Trees in pots would damage pavement

PLANS to put pollution- reducing trees on a street in Henley have suffered a setback.

PLANS to put pollution- reducing trees on a street in Henley have suffered a setback.

Henley in Bloom had proposed to put silver birch trees in Duke Street, which has some of the highest levels of traffic pollution in the town.

But Oxfordshire County Council is concerned about the size and weight of the pots for the trees and the potential to damage the  pavements.

It says foundations for the pots are required because of the weight the trees would put on the “underground apparatus”t.

Speaking at last week’s Henley in Bloom meeting, town councillor David Eggleton suggested putting the trees into shallower pots to spread the weight and prevent any damage.



Gareth Bartle, parks manager at Henley Town Council, said the planters should be theft-proof as they would need four people to move them.

Six silver birch trees have been donated to the town council after committee member Caroline Langler, first raised the idea in December.

She said: “I saw it on the BBC’s Trust Me, I’m A Doctor. They did an experiment and putting the trees up reduced pollution by 60 per cent.

“I wanted quite small planters that looked smart because it would take up less of the pavement. We ought to try to get something moving.”

If the plan to put the trees in Duke Street fails, the committee will consider putting them at Northfield End.

Cllr Eggleton said: “We could try putting the trees in a number of locations and see if residents like them being there or not.” Chairman Simon Smith said: “I’m in favour of as many trees as possible.”

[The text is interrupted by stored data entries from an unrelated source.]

use serde::{Deserialize, Deserializer, Serialize};
use serde_json::Value;
use std::collections::BTreeMap;

// property
//  ├── id, address, image_url (floor_plan_url), status, created_at
//  └── extracted_data
//       ├── address, bedrooms, bathrooms, square_footage, layout_type
//       ├── features[], rooms[]
//       ├── market_insights
//       │    ├── price_estimate
//       │    ├── comparable_properties[]
//       │    ├── investment_analysis
//       │    ├── market_trend
//       │    └── neighborhood_analysis
//       ├── listing_copy
//       ├── social_variants
//       └── data_sources
//
// Everything below `id` is optional on the wire. Numbers arrive either as JSON
// numbers or as display strings ("1,250 sq ft", "$850,000").

#[derive(Debug, Clone, Default, Deserialize, Serialize)]
pub struct Property {
    #[serde(deserialize_with = "lenient_id")]
    pub id: String,
    #[serde(default)]
    pub address: Option<String>,
    #[serde(default, alias = "floor_plan_url")]
    pub image_url: Option<String>,
    #[serde(default)]
    pub status: Option<String>,
    #[serde(default)]
    pub created_at: Option<String>,
    #[serde(default)]
    pub extracted_data: Option<ExtractedData>,

    // Older records carry these at the top level instead of inside extracted_data.
    #[serde(default)]
    pub market_insights: Option<MarketInsights>,
    #[serde(default)]
    pub listing_copy: Option<ListingCopy>,

    #[serde(default)]
    pub error_message: Option<String>,
}

#[derive(Debug, Clone, Default, Deserialize, Serialize)]
pub struct ExtractedData {
    #[serde(default)]
    pub address: Option<String>,
    #[serde(default, deserialize_with = "lenient_f64")]
    pub bedrooms: Option<f64>,
    #[serde(default, deserialize_with = "lenient_f64")]
    pub bathrooms: Option<f64>,
    #[serde(default, deserialize_with = "lenient_f64")]
    pub square_footage: Option<f64>,
    #[serde(default)]
    pub layout_type: Option<String>,
    #[serde(default, deserialize_with = "lenient_list")]
    pub features: Vec<String>,
    #[serde(default)]
    pub rooms: Option<Vec<Room>>,
    #[serde(default)]
    pub market_insights: Option<MarketInsights>,
    #[serde(default)]
    pub listing_copy: Option<ListingCopy>,
    #[serde(default)]
    pub social_variants: Option<BTreeMap<String, String>>,
    #[serde(default)]
    pub data_sources: Option<Value>,
    #[serde(default)]
    pub neighborhood: Option<String>,
}

#[derive(Debug, Clone, Default, Deserialize, Serialize)]
pub struct Room {
    #[serde(default)]
    pub name: Option<String>,
    #[serde(default, rename = "type")]
    pub room_type: Option<String>,
    #[serde(default)]
    pub dimensions: Option<String>,
    #[serde(default, deserialize_with = "lenient_f64")]
    pub approx_sqft: Option<f64>,
}

#[derive(Debug, Clone, Default, Deserialize, Serialize)]
pub struct MarketInsights {
    #[serde(default)]
    pub price_estimate: Option<PriceEstimate>,
    #[serde(default)]
    pub comparable_properties: Option<Vec<Comparable>>,
    #[serde(default)]
    pub investment_analysis: Option<InvestmentAnalysis>,
    #[serde(default)]
    pub market_trend: Option<MarketTrend>,
    #[serde(default)]
    pub neighborhood_analysis: Option<NeighborhoodAnalysis>,
}

#[derive(Debug, Clone, Default, Deserialize, Serialize)]
pub struct PriceEstimate {
    #[serde(default, deserialize_with = "lenient_f64")]
    pub estimated_value: Option<f64>,
    #[serde(default)]
    pub confidence: Option<String>,
    #[serde(default, deserialize_with = "lenient_f64")]
    pub value_range_low: Option<f64>,
    #[serde(default, deserialize_with = "lenient_f64")]
    pub value_range_high: Option<f64>,
    #[serde(default)]
    pub reasoning: Option<String>,
}

#[derive(Debug, Clone, Default, Deserialize, Serialize)]
pub struct Comparable {
    #[serde(default)]
    pub address: Option<String>,
    #[serde(
        default,
        alias = "last_sale_price",
        alias = "price",
        deserialize_with = "lenient_f64"
    )]
    pub sale_price: Option<f64>,
    #[serde(default, alias = "sqft", deserialize_with = "lenient_f64")]
    pub square_feet: Option<f64>,
    #[serde(default, deserialize_with = "lenient_f64")]
    pub bedrooms: Option<f64>,
    #[serde(default, deserialize_with = "lenient_f64")]
    pub bathrooms: Option<f64>,
    #[serde(default)]
    pub sale_date: Option<String>,
    #[serde(default, deserialize_with = "lenient_f64")]
    pub distance_miles: Option<f64>,
}

#[derive(Debug, Clone, Default, Deserialize, Serialize)]
pub struct InvestmentAnalysis {
    #[serde(default, deserialize_with = "lenient_f64")]
    pub investment_score: Option<f64>,
    #[serde(default)]
    pub rental_potential: Option<String>,
    #[serde(default, deserialize_with = "lenient_f64")]
    pub estimated_rental_income: Option<f64>,
    #[serde(default, deserialize_with = "lenient_f64")]
    pub cap_rate: Option<f64>,
    #[serde(default, deserialize_with = "lenient_list")]
    pub risk_factors: Vec<String>,
    #[serde(default, deserialize_with = "lenient_list")]
    pub opportunities: Vec<String>,
}

#[derive(Debug, Clone, Default, Deserialize, Serialize)]
pub struct MarketTrend {
    #[serde(default)]
    pub trend_direction: Option<String>,
    #[serde(default, deserialize_with = "lenient_f64")]
    pub appreciation_rate: Option<f64>,
    #[serde(default, deserialize_with = "lenient_f64")]
    pub days_on_market_avg: Option<f64>,
    #[serde(default)]
    pub inventory_level: Option<String>,
    #[serde(default)]
    pub buyer_demand: Option<String>,
    #[serde(default)]
    pub insights: Option<String>,
}

#[derive(Debug, Clone, Default, Deserialize, Serialize)]
pub struct NeighborhoodAnalysis {
    #[serde(default, alias = "area_name")]
    pub name: Option<String>,
    #[serde(default, alias = "description")]
    pub summary: Option<String>,
}

/// Listing copy as produced by the copywriter; also the PATCH payload for edits.
#[derive(Debug, Clone, Default, PartialEq, Deserialize, Serialize)]
pub struct ListingCopy {
    #[serde(default, skip_serializing_if = "Option::is_none")]
    pub headline: Option<String>,
    #[serde(default, skip_serializing_if = "Option::is_none")]
    pub description: Option<String>,
    #[serde(default, deserialize_with = "lenient_list")]
    pub highlights: Vec<String>,
    #[serde(default, skip_serializing_if = "Option::is_none")]
    pub call_to_action: Option<String>,
    #[serde(default, skip_serializing_if = "Option::is_none")]
    pub social_media_caption: Option<String>,
    #[serde(default, skip_serializing_if = "Option::is_none")]
    pub email_subject: Option<String>,
    #[serde(default, deserialize_with = "lenient_list")]
    pub seo_keywords: Vec<String>,
}

/// Body of `PATCH /api/properties/:id`.
#[derive(Debug, Clone, Default, Serialize)]
pub struct PropertyPatch {
    #[serde(skip_serializing_if = "Option::is_none")]
    pub address: Option<String>,
    #[serde(skip_serializing_if = "Option::is_none")]
    pub listing_copy: Option<ListingCopy>,
}

/// `GET /api/properties` answers either a bare array or `{ "properties": [...] }`.
#[derive(Debug, Deserialize)]
#[serde(untagged)]
pub enum PropertyList {
    Bare(Vec<Property>),
    Wrapped { properties: Vec<Property> },
}

impl PropertyList {
    pub fn into_vec(self) -> Vec<Property> {
        match self {
            PropertyList::Bare(v) => v,
            PropertyList::Wrapped { properties } => properties,
        }
    }
}

/// Single-property responses: `{ "property": {...} }` or the record itself.
#[derive(Debug, Deserialize)]
#[serde(untagged)]
pub enum PropertyEnvelope {
    Wrapped { property: Property },
    Bare(Property),
}

impl PropertyEnvelope {
    pub fn into_property(self) -> Property {
        match self {
            PropertyEnvelope::Wrapped { property } => property,
            PropertyEnvelope::Bare(p) => p,
        }
    }
}

/// A floor plan submitted through the New Property form.
#[derive(Debug, Clone)]
pub struct FloorPlanUpload {
    pub file_name: String,
    pub content_type: String,
    pub bytes: Vec<u8>,
    pub address: String,
}

#[derive(Debug, Clone, Default, PartialEq, Deserialize, Serialize)]
pub struct ShareableLink {
    #[serde(default)]
    pub token: Option<String>,
    #[serde(default, alias = "url")]
    pub share_url: Option<String>,
    #[serde(default)]
    pub expires_at: Option<String>,
    #[serde(default)]
    pub is_active: Option<bool>,
}

/// Link responses may nest the link under `link`.
#[derive(Debug, Deserialize)]
#[serde(untagged)]
pub enum LinkEnvelope {
    Wrapped { link: ShareableLink },
    Bare(ShareableLink),
}

impl LinkEnvelope {
    pub fn into_link(self) -> ShareableLink {
        match self {
            LinkEnvelope::Wrapped { link } => link,
            LinkEnvelope::Bare(l) => l,
        }
    }
}

#[derive(Debug, Clone, Default, Deserialize)]
pub struct PublicReport {
    pub property: Property,
    #[serde(default)]
    pub token_info: Option<TokenInfo>,
}

#[derive(Debug, Clone, Default, Deserialize)]
pub struct TokenInfo {
    #[serde(default)]
    pub expires_at: Option<String>,
    #[serde(default)]
    pub is_active: Option<bool>,
}

/// Optional metadata sent with `POST /api/public/report/:token/log_view`.
#[derive(Debug, Clone, Default, Serialize)]
pub struct ViewLog {
    #[serde(skip_serializing_if = "Option::is_none")]
    pub user_agent: Option<String>,
    #[serde(skip_serializing_if = "Option::is_none")]
    pub referrer: Option<String>,
}

#[derive(Debug, Clone, PartialEq, Serialize)]
pub struct TrainRequest {
    pub model_type: String,
    pub min_properties: u32,
}

#[derive(Debug, Clone, Default, Deserialize)]
pub struct TrainResult {
    #[serde(default)]
    pub model_type: Option<String>,
    #[serde(default)]
    pub performance: ModelPerformance,
    #[serde(default)]
    pub feature_importance: BTreeMap<String, f64>,
    #[serde(default)]
    pub num_properties: u32,
    #[serde(default)]
    pub num_predictions: u32,
}

#[derive(Debug, Clone, Default, Deserialize)]
pub struct ModelPerformance {
    #[serde(default)]
    pub r2_score: f64,
    #[serde(default)]
    pub mae: f64,
    #[serde(default)]
    pub rmse: f64,
    #[serde(default)]
    pub mean_cv_score: f64,
}

#[derive(Debug, Clone, Default, Deserialize)]
pub struct SqftImpact {
    #[serde(default)]
    pub price_per_sqft: f64,
    #[serde(default)]
    pub examples: BTreeMap<String, f64>,
    #[serde(default)]
    pub model_trained: bool,
    #[serde(default)]
    pub fallback: Option<String>,
}

/// Price from the trained regression model, as opposed to the enrichment estimate.
#[derive(Debug, Clone, Default, Deserialize)]
pub struct PricePrediction {
    #[serde(default, deserialize_with = "lenient_f64")]
    pub predicted_price: Option<f64>,
    #[serde(default, deserialize_with = "lenient_f64")]
    pub price_per_sqft: Option<f64>,
    #[serde(default)]
    pub confidence: Option<String>,
}

#[derive(Debug, Clone, Default, Deserialize)]
pub struct QualityScore {
    #[serde(default, deserialize_with = "lenient_f64")]
    pub quality_score: Option<f64>,
    #[serde(default)]
    pub quality_level: Option<String>,
    #[serde(default)]
    pub breakdown: BTreeMap<String, f64>,
    #[serde(default)]
    pub recommendations: Vec<String>,
}

/// Error payload the backend sends with non-success statuses.
#[derive(Debug, Default, Deserialize)]
pub struct ErrorBody {
    #[serde(default)]
    pub error: Option<String>,
    #[serde(default)]
    pub message: Option<String>,
}

/// Parse a display number such as `"$1,250,000"` or `"950 sq ft"`.
pub fn parse_number(raw: &str) -> Option<f64> {
    let cleaned: String = raw
        .chars()
        .filter(|c| c.is_ascii_digit() || *c == '.' || *c == '-')
        .collect();
    if cleaned.is_empty() {
        return None;
    }
    cleaned.parse::<f64>().ok().filter(|n| n.is_finite())
}

fn lenient_f64<'de, D>(deserializer: D) -> Result<Option<f64>, D::Error>
where
    D: Deserializer<'de>,
{
    let value = Option::<Value>::deserialize(deserializer)?;
    Ok(match value {
        Some(Value::Number(n)) => n.as_f64(),
        Some(Value::String(s)) => parse_number(&s),
        _ => None,
    })
}

fn lenient_id<'de, D>(deserializer: D) -> Result<String, D::Error>
where
    D: Deserializer<'de>,
{
    match Value::deserialize(deserializer)? {
        Value::String(s) => Ok(s),
        Value::Number(n) => Ok(n.to_string()),
        other => Err(serde::de::Error::custom(format!(
            "property id must be a string or number, got {other}"
        ))),
    }
}

// Lists of strings; object entries contribute their `name`/`text` field and
// anything else is dropped.
fn lenient_list<'de, D>(deserializer: D) -> Result<Vec<String>, D::Error>
where
    D: Deserializer<'de>,
{
    let value = Option::<Value>::deserialize(deserializer)?;
    let Some(Value::Array(items)) = value else {
        return Ok(Vec::new());
    };
    Ok(items
        .into_iter()
        .filter_map(|item| match item {
            Value::String(s) => Some(s),
            Value::Object(map) => map
                .get("name")
                .or_else(|| map.get("text"))
                .and_then(Value::as_str)
                .map(str::to_string),
            _ => None,
        })
        .collect())
}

Mayor Lorraine Hillier said she would talk to county councillor David Nimmo Smith to see if he could help find a suitable location.

Meanwhile, the committee also recommended that the council pays for six hanging baskets for Greys Road.

The council already has 129 baskets displayed around the town on top of more than 200 baskets bought by shops, businesses and residents.

The baskets are supplied and maintained by Windowflowers, of Burnham.

Cllr Hillier asked if it was possible to involve the town’s florists in arraning their own hanging basket scheme. Councillor Kellie Hinton, former chairwoman of Henley in Bloom, explained that the businesses might not be able to meet the demand for baskets whereas Windowflowers could. This year’s orders total was a record.

Mr Bartle suggested florists could help out now by filling some of the empty planters around the town with flowers.

“We have various planters that are not sponsored,” he said.

Marisa Francini, another committee member, said: “You could have a planter by each one. That is the best way to do it.”

Mrs Langler added: “We should try to tell them to stick to the colours we have in the baskets like pinks and purples. Nothing too garish or anything that clashes.”

Henley has some of the worst traffic pollution levels in South Oxfordshire.

In June 2014, the average annual reading of nitrogen dioxide was 62.4 micrograms per cubic metre compared with the 40mcm objective set by Air Quality England.